Sunni fears of the Shiite Rise

Alarmed Sunni leaders, the traditional holders of power in the Arab world, are warning of a "Shiite Crescent" forming across the region, and of sectarian conflict spreading with it.

Even while Saudi Arabia and Iran have held meetings to calm Sunni-Shiite tension, Saudi King Abdullah warned in January that, "We are aware of the dimensions of spreading Shiism and where it has reached."

The Shiite spread "will not achieve its goal," the monarch told a Kuwaiti newspaper, because Sunnis "seem immune to any attempts by other sects to penetrate or diminish its historical power."

Saudi Arabia is a US ally that follows the austere Wahhabi strain of Sunnism and produced 15 of the 19 attackers on 9/11. In December, Riyadh told Washington it would back Sunni insurgents in Iraq if Iran's influence there grew. Saudi cleric Abdul Rahman al-Barak, in a religious ruling, called Shiites "the worst of the Islamic nation's sects" and "infidels."

Al Qaeda, too, sees growing Shiite strength as a threat. In a video broadcast last month, Al Qaeda No. 2 Ayman al-Zawahiri lambasted Iraqi Shiites in the government as the "spearhead of the Americans and their claw with which they combat the Mujahideen and torture the Muslims."

Sunni Arab leaders worry that their people associate them with the Western camp, while Iran's Ahmadinejad and Lebanon's Nasrallah are seen as the defenders of Islam.

"There is a fearfulness, because Nasrallah ... has an incredible ability to reach out, to be believed, to be admired – indeed, to be feared – by other sects, especially Sunnis in the region," says Nicholas Noe, the Beirut-based editor of Mideastwire.com and an expert on Hizbullah speeches. There "is an attempt [by Sunnis] to shift the divide from Shiite-Sunni – because that is a dangerous divide for a lot of these regimes – to a Persian-Arab divide," he says.

Palestinian leader Mahmoud Abbas has been shouted down by his own Fatah supporters, angry about Hamas, their Iran-backed Palestinian rivals, saying, "Persians go home. Persians must die."

For many Arabs, the Persian racial slur harks back to pre-Islamic rivalry. "The Iranians know that the divide-and-conquer strategy that kills [their regional leadership] is Persians versus Arabs," says Mr. Noe.

And uncertainty about Iran's motives runs deep in the Arab world. Iran came under strong criticism at a high-level conference in Jordan in late May when Foreign Minister Manouchehr Mottaki said an Arab peace plan does not have "any chance" of success. The former Saudi ambassador to Washington, Prince Turki al-Faisal, retorted that Israeli-Palestinian peace is "an Arab issue and should be resolved within the Arab fold." And Bahraini Crown Prince Sheikh Salman bin Hamad al-Khalifa said Iran should be transparent on the nuclear issue and "work in partnership with its neighbors and not at their expense."
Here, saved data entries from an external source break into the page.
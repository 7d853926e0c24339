//! In-process broker metrics
//!
//! Plain atomic counters and gauges tracking connection, message, and
//! subscription activity. These feed the `$SYS/broker/...` retained topics;
//! there is no HTTP or Prometheus exposition surface.

use std::sync::atomic::{AtomicI64, AtomicU64, Ordering};

/// All broker metrics in one place
#[derive(Default)]
pub struct Metrics {
    // Connection metrics
    pub connections_total: AtomicU64,
    pub connections_current: AtomicI64,

    // Message metrics
    pub messages_received_total: AtomicU64,
    pub messages_sent_total: AtomicU64,
    pub messages_bytes_received: AtomicU64,
    pub messages_bytes_sent: AtomicU64,

    // Subscription metrics
    pub subscriptions_current: AtomicI64,
    pub subscriptions_total: AtomicU64,
    pub unsubscriptions_total: AtomicU64,

    // Retained messages
    pub retained_messages_current: AtomicI64,
    pub retained_bytes_current: AtomicI64,

    // QoS metrics
    pub qos1_retransmits: AtomicU64,
    pub qos2_retransmits: AtomicU64,
}

impl Metrics {
    pub fn new() -> Self {
        Self::default()
    }

    // Helper methods for common operations

    pub fn client_connected(&self) {
        self.connections_total.fetch_add(1, Ordering::Relaxed);
        self.connections_current.fetch_add(1, Ordering::Relaxed);
    }

    pub fn client_disconnected(&self) {
        self.connections_current.fetch_sub(1, Ordering::Relaxed);
    }

    pub fn message_received(&self, bytes: usize) {
        self.messages_received_total.fetch_add(1, Ordering::Relaxed);
        self.messages_bytes_received
            .fetch_add(bytes as u64, Ordering::Relaxed);
    }

    pub fn message_sent(&self, bytes: usize) {
        self.messages_sent_total.fetch_add(1, Ordering::Relaxed);
        self.messages_bytes_sent
            .fetch_add(bytes as u64, Ordering::Relaxed);
    }

    pub fn subscription_added(&self) {
        self.subscriptions_current.fetch_add(1, Ordering::Relaxed);
        self.subscriptions_total.fetch_add(1, Ordering::Relaxed);
    }

    pub fn subscription_removed(&self) {
        self.subscriptions_current.fetch_sub(1, Ordering::Relaxed);
        self.unsubscriptions_total.fetch_add(1, Ordering::Relaxed);
    }

    pub fn retained_message_stored(&self, bytes: usize) {
        self.retained_messages_current
            .fetch_add(1, Ordering::Relaxed);
        self.retained_bytes_current
            .fetch_add(bytes as i64, Ordering::Relaxed);
    }

    pub fn retained_message_removed(&self, bytes: usize) {
        self.retained_messages_current
            .fetch_sub(1, Ordering::Relaxed);
        self.retained_bytes_current
            .fetch_sub(bytes as i64, Ordering::Relaxed);
    }

    pub fn qos1_retransmit(&self) {
        self.qos1_retransmits.fetch_add(1, Ordering::Relaxed);
    }

    pub fn qos2_retransmit(&self) {
        self.qos2_retransmits.fetch_add(1, Ordering::Relaxed);
    }
}
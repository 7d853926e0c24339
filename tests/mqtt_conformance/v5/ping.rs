//! Section 3.12 - PINGREQ/PINGRESP (MQTT 5.0)
//!
//! Tests for PING packet behavior.

use std::net::SocketAddr;

use crate::mqtt_conformance::v5::connect_v5;
use crate::mqtt_conformance::{next_port, start_broker, test_config, RawClient, PINGREQ};

// ============================================================================
// [MQTT-3.12.4-1] Server Must Send PINGRESP in Response to PINGREQ
// ============================================================================

#[tokio::test]
async fn test_mqtt_3_12_4_1_pingresp_response() {
    let port = next_port();
    let config = test_config(port);
    let broker_handle = start_broker(config).await;

    let mut client = RawClient::connect(SocketAddr::from(([127, 0, 0, 1], port))).await;
    connect_v5(&mut client).await;

    // Send PINGREQ
    client.send_raw(&PINGREQ).await;

    // Server MUST respond with PINGRESP [MQTT-3.12.4-1]
    if let Some(data) = client.recv_raw(1000).await {
        assert_eq!(
            data[0], 0xD0,
            "Server MUST respond with PINGRESP [MQTT-3.12.4-1]"
        );
        assert_eq!(data[1], 0x00, "PINGRESP remaining length should be 0");
    } else {
        panic!("Should receive PINGRESP [MQTT-3.12.4-1]");
    }

    broker_handle.abort();
}

#[tokio::test]
async fn test_mqtt_3_12_4_1_multiple_pings() {
    let port = next_port();
    let config = test_config(port);
    let broker_handle = start_broker(config).await;

    let mut client = RawClient::connect(SocketAddr::from(([127, 0, 0, 1], port))).await;
    connect_v5(&mut client).await;

    // Send multiple PINGREQs
    for _ in 0..3 {
        client.send_raw(&PINGREQ).await;

        if let Some(data) = client.recv_raw(1000).await {
            assert_eq!(
                data[0], 0xD0,
                "Server MUST respond with PINGRESP [MQTT-3.12.4-1]"
            );
        } else {
            panic!("Should receive PINGRESP for each PINGREQ [MQTT-3.12.4-1]");
        }
    }

    broker_handle.abort();
}
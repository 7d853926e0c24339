//! Transport Layer
//!
//! Handles TCP and WebSocket connections with a unified interface.

mod websocket;

pub use websocket::WsStream;

use tokio::net::TcpStream;

/// Transport configuration
#[derive(Debug, Clone)]
pub struct TransportConfig {
    /// TCP nodelay
    pub tcp_nodelay: bool,
    /// TCP keepalive
    pub tcp_keepalive: Option<std::time::Duration>,
    /// Socket receive buffer size
    pub recv_buffer_size: Option<usize>,
    /// Socket send buffer size
    pub send_buffer_size: Option<usize>,
}

impl Default for TransportConfig {
    fn default() -> Self {
        Self {
            tcp_nodelay: true,
            tcp_keepalive: Some(std::time::Duration::from_secs(60)),
            recv_buffer_size: None,
            send_buffer_size: None,
        }
    }
}

/// Configure a TCP stream
pub fn configure_stream(stream: &TcpStream, config: &TransportConfig) -> std::io::Result<()> {
    stream.set_nodelay(config.tcp_nodelay)?;

    let sock = socket2::SockRef::from(stream);

    if let Some(idle) = config.tcp_keepalive {
        let keepalive = socket2::TcpKeepalive::new().with_time(idle);
        sock.set_tcp_keepalive(&keepalive)?;
    }

    if let Some(size) = config.recv_buffer_size {
        sock.set_recv_buffer_size(size)?;
    }

    if let Some(size) = config.send_buffer_size {
        sock.set_send_buffer_size(size)?;
    }

    Ok(())
}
Battle for a new Middle East

The practitioners of confrontation cast their aims in sweeping terms. "Victory of the resistance was not only a victory of arms [over Israel, but also] a victory for the ideology and culture of the resistance," Nasrallah said in an April speech, according to a translation from Mideastwire.com. "The resistance stood in the face of this project for which they are seeking a name, i.e., the New Middle East."

Such rhetoric strikes a chord far beyond Shiite power centers. Hizbullah's victory declaration "is very important for the Shia, but also for the Sunnis in Egypt, where Hizbullah is famous and Nasrallah has become a hero," says Sabrina Mervin, an expert on Shiism at the French Institute of the Near East in Beirut.

"Now Iran is the only country in the region to face the US and this plan of a New Middle East," says Ms. Mervin. "More and more it's growing, this feeling of injustice."

Analysts say there are limits to what this axis can achieve, since each case of Shiite "power" has different roots and aims.

They don't expect the Shiite-Sunni conflict in Iraq to spill over into direct sectarian war elsewhere. Iraq's strong Arab nationalism is likely to check any Iranian effort to fully control the country.

The New Middle East, for this axis, is more about burnishing the ideal of confronting the West than pushing a strategic plan.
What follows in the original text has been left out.